Exercise requirements: Using the records that appear below, write out exactly the lines from the one with "filename api/src/client.rs" through the one with "a plain string.", keeping both end lines.

[Collected data entries]
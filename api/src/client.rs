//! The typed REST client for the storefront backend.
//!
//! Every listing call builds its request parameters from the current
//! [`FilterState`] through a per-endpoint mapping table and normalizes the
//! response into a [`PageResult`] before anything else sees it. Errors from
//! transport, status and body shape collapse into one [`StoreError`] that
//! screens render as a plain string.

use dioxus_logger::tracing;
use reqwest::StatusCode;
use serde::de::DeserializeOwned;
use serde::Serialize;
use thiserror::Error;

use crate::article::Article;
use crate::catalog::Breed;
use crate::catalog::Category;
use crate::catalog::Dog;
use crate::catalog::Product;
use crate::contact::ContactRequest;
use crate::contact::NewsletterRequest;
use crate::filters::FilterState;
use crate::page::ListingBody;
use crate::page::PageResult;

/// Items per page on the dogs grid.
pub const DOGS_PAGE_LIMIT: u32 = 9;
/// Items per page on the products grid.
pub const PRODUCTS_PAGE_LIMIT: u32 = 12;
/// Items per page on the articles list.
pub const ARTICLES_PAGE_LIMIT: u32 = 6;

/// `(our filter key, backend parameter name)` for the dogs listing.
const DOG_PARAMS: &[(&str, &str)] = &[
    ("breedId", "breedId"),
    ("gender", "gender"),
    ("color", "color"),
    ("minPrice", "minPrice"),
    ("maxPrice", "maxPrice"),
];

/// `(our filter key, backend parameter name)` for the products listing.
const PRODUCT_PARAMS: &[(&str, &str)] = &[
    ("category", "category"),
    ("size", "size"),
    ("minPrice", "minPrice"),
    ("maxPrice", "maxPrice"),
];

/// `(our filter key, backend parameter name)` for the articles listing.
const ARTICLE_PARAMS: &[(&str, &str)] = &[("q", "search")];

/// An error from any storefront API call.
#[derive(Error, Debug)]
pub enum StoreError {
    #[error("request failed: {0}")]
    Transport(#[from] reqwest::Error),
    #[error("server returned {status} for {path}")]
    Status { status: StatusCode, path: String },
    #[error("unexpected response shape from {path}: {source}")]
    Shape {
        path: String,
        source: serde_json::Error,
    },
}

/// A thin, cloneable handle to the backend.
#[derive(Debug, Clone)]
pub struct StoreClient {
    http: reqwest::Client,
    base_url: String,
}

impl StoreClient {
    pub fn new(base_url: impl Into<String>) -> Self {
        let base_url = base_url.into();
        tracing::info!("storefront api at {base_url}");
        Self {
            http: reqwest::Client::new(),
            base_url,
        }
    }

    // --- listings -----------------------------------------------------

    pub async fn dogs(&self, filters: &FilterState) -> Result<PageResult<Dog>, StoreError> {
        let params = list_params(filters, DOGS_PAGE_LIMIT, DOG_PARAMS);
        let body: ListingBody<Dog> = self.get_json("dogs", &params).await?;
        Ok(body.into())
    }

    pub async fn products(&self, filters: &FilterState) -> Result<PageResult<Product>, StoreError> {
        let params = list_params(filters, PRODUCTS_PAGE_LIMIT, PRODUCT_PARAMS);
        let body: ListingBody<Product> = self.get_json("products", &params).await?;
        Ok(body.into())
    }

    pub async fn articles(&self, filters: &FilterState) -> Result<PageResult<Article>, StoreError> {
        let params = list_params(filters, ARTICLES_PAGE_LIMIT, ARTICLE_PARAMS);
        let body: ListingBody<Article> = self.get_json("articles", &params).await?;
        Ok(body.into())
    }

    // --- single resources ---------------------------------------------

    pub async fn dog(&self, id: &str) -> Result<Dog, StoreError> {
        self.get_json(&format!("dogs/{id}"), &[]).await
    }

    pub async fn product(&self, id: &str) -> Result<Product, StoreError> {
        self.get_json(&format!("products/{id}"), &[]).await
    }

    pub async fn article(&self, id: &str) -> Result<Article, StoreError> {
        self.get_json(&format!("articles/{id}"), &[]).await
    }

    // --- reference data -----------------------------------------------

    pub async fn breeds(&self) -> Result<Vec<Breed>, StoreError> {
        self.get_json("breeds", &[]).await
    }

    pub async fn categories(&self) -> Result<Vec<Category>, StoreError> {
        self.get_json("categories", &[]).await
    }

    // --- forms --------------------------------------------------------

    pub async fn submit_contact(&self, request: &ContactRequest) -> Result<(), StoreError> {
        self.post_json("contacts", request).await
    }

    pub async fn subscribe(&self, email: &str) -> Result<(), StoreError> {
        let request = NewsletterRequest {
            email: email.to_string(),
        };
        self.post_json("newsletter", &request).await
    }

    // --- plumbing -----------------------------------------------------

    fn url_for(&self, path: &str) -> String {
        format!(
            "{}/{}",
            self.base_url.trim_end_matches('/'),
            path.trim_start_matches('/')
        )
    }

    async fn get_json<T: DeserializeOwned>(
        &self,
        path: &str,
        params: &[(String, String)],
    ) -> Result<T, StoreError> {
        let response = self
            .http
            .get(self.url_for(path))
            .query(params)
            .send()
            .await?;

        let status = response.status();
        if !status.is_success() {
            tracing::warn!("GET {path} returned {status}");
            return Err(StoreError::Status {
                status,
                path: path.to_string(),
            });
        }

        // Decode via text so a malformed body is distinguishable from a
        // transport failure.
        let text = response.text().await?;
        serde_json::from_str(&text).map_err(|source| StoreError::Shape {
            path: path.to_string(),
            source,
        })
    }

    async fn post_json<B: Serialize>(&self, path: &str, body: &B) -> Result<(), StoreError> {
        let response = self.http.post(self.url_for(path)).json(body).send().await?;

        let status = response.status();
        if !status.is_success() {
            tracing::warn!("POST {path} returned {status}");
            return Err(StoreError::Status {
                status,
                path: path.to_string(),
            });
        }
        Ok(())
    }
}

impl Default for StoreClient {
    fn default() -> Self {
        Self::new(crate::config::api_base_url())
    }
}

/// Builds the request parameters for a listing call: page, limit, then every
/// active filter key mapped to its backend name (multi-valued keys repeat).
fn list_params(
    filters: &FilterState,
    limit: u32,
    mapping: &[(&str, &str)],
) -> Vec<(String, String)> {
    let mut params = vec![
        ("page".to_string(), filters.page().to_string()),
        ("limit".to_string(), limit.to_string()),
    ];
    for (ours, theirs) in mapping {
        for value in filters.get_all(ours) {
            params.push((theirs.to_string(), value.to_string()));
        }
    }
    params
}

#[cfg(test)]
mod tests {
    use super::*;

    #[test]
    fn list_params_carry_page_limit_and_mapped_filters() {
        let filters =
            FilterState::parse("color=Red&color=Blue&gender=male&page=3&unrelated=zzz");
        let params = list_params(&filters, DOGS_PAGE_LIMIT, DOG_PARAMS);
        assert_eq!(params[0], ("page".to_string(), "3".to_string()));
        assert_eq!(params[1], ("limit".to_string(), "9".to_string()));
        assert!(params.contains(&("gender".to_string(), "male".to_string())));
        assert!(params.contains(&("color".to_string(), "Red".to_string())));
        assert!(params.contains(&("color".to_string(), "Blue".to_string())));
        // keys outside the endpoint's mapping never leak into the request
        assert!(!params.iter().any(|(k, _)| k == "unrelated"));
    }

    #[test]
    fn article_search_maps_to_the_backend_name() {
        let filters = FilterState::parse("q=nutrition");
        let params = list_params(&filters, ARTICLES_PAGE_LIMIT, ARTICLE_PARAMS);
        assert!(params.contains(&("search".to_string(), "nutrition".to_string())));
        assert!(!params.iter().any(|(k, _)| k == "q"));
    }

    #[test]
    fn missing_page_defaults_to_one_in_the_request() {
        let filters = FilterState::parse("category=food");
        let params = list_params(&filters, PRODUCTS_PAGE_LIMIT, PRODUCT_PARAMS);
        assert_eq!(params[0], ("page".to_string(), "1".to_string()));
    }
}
--
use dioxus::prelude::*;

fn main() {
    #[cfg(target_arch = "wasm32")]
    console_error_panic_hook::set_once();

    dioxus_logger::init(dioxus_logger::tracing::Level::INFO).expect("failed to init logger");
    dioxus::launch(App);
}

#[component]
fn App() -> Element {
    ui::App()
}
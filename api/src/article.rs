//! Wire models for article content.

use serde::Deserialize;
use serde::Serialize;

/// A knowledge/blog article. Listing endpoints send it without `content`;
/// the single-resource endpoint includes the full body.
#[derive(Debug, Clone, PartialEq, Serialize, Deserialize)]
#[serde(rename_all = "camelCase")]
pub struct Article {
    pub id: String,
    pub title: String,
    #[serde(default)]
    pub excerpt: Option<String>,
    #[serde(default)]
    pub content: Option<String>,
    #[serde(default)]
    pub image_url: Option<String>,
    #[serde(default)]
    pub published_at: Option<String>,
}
--
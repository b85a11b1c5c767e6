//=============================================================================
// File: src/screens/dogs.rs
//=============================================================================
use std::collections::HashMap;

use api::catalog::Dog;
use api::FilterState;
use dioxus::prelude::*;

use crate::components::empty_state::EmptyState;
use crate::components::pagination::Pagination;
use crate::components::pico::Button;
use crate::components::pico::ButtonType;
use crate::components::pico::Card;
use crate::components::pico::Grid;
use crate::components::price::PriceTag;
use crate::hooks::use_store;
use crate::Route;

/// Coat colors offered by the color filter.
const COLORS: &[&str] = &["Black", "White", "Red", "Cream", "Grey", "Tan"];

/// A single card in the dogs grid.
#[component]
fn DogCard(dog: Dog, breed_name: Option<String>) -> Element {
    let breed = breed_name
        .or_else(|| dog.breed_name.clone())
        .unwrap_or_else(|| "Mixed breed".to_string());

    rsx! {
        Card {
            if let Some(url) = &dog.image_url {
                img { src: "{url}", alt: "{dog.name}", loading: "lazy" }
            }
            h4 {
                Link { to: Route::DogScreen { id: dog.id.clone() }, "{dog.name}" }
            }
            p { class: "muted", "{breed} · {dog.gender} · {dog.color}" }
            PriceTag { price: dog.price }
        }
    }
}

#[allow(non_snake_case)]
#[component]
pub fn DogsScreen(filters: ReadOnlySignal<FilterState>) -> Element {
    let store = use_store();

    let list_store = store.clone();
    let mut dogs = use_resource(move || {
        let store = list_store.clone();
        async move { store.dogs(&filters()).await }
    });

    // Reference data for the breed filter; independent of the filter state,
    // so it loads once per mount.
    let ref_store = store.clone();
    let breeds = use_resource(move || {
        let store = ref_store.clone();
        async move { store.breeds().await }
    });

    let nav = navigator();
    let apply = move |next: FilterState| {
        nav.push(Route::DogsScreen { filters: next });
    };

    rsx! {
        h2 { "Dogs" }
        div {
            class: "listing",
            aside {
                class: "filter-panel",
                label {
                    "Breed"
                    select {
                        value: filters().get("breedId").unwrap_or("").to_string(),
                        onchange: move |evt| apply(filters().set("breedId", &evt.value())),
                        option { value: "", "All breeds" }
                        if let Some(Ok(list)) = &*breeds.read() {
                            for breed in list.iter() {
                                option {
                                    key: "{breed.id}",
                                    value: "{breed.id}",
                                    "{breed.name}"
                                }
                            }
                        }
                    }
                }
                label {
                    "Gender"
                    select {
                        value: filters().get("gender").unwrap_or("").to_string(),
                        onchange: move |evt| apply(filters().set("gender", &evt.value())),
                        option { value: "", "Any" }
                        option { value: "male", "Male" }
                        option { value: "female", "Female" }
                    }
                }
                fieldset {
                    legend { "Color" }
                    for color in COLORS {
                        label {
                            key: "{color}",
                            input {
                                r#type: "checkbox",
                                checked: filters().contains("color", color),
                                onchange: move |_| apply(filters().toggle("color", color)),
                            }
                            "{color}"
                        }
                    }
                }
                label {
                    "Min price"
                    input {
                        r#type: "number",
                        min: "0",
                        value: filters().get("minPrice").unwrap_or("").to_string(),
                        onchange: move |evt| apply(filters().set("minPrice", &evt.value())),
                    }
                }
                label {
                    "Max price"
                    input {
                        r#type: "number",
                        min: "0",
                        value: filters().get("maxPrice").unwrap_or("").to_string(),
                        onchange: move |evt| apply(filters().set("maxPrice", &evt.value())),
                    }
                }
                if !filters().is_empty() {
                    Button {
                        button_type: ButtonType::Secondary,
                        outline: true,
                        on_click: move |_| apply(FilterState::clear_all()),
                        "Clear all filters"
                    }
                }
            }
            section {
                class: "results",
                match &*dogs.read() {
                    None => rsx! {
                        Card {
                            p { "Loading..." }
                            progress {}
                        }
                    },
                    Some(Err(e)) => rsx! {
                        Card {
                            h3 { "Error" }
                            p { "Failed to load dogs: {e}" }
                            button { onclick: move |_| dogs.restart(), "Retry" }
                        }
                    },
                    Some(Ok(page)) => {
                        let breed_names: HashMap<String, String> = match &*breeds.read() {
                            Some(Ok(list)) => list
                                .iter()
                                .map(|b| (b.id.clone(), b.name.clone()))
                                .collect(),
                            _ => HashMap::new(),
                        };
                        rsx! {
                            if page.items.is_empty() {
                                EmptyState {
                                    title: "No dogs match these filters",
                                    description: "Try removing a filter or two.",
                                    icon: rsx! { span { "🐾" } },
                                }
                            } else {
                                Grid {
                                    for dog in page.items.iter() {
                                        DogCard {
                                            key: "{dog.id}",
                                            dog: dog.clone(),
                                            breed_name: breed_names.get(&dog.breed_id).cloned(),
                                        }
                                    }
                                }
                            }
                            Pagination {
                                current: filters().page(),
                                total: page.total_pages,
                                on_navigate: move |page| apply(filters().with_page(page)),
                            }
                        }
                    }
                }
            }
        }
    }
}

Response area:
filename api/src/client.rs
//! The typed REST client for the storefront backend.
//!
//! Every listing call builds its request parameters from the current
//! [`FilterState`] through a per-endpoint mapping table and normalizes the
//! response into a [`PageResult`] before anything else sees it. Errors from
//! transport, status and body shape collapse into one [`StoreError`] that
//! screens render as a plain string.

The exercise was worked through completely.